Goal of the exercise:
Your answer should consist of each line below that contains the string "Float".

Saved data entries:
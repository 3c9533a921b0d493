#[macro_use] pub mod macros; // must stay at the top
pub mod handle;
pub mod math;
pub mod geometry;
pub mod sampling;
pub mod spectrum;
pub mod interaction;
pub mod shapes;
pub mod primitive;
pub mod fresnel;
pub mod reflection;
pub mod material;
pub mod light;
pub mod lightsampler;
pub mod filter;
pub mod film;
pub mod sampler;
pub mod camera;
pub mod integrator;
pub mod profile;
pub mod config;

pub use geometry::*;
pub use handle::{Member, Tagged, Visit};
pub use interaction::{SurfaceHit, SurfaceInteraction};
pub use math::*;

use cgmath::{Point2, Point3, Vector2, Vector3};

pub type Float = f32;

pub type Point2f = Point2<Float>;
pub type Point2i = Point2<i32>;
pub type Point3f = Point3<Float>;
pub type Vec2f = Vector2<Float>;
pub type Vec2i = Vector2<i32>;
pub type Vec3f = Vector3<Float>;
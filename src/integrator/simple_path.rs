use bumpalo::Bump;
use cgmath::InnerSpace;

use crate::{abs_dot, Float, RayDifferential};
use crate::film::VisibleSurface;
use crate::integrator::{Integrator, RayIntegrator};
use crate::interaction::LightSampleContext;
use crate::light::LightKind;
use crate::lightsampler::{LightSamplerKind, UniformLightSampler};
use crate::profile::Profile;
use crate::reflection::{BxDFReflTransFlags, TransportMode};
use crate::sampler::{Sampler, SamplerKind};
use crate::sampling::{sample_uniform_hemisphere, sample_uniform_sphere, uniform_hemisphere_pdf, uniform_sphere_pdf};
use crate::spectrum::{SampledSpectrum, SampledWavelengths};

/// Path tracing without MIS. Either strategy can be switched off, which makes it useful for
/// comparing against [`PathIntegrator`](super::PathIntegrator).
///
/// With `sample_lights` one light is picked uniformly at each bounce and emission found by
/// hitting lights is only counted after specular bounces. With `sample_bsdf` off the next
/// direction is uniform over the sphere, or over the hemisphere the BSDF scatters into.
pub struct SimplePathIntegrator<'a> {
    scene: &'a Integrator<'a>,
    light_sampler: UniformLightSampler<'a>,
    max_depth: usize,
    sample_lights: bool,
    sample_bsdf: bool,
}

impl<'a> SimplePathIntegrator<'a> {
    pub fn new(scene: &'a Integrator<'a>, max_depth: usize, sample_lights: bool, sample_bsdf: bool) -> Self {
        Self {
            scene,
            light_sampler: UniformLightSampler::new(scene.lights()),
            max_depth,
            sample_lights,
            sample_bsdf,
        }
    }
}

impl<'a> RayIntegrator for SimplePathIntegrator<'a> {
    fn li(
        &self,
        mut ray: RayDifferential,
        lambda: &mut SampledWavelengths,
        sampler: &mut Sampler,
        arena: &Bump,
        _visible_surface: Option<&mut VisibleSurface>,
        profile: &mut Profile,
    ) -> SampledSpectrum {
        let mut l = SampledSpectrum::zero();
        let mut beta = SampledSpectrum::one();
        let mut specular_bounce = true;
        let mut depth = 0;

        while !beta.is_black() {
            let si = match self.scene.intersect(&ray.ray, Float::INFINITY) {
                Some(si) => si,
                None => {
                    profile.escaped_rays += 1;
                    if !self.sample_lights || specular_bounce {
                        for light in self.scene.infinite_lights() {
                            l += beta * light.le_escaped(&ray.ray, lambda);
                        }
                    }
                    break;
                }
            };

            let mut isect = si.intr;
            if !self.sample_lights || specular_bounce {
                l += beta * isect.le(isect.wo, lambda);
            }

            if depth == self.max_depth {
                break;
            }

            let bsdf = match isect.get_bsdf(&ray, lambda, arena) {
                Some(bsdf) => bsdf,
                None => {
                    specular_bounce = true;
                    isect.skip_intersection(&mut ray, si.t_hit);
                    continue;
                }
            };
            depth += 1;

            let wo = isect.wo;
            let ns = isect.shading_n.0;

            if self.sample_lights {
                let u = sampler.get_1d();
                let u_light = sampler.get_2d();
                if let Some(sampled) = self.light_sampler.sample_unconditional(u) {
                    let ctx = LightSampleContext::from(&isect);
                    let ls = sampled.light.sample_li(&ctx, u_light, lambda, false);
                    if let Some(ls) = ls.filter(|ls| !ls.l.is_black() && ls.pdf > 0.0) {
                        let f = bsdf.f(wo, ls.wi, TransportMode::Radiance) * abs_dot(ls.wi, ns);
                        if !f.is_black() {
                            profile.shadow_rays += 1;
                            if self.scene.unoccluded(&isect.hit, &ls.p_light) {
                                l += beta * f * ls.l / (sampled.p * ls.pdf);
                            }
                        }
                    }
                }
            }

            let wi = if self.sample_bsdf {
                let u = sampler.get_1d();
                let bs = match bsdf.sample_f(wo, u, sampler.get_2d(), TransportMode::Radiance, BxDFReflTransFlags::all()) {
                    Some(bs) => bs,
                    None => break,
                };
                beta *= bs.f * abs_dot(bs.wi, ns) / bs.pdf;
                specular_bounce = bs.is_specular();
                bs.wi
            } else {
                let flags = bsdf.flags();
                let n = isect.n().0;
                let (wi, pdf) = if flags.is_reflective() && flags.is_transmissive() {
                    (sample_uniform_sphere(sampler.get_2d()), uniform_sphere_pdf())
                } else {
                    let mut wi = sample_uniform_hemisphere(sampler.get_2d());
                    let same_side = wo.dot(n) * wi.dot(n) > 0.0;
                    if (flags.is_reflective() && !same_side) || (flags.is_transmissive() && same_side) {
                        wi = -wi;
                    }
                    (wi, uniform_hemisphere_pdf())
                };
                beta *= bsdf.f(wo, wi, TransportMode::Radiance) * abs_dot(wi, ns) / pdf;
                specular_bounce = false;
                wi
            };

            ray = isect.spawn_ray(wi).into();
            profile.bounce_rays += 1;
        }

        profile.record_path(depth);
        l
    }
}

Expected output:
pub type Float = f32;
pub type Point2f = Point2<Float>;
pub type Point3f = Point3<Float>;
pub type Vec2f = Vector2<Float>;
pub type Vec3f = Vector3<Float>;
use crate::{abs_dot, Float, RayDifferential};
            let si = match self.scene.intersect(&ray.ray, Float::INFINITY) {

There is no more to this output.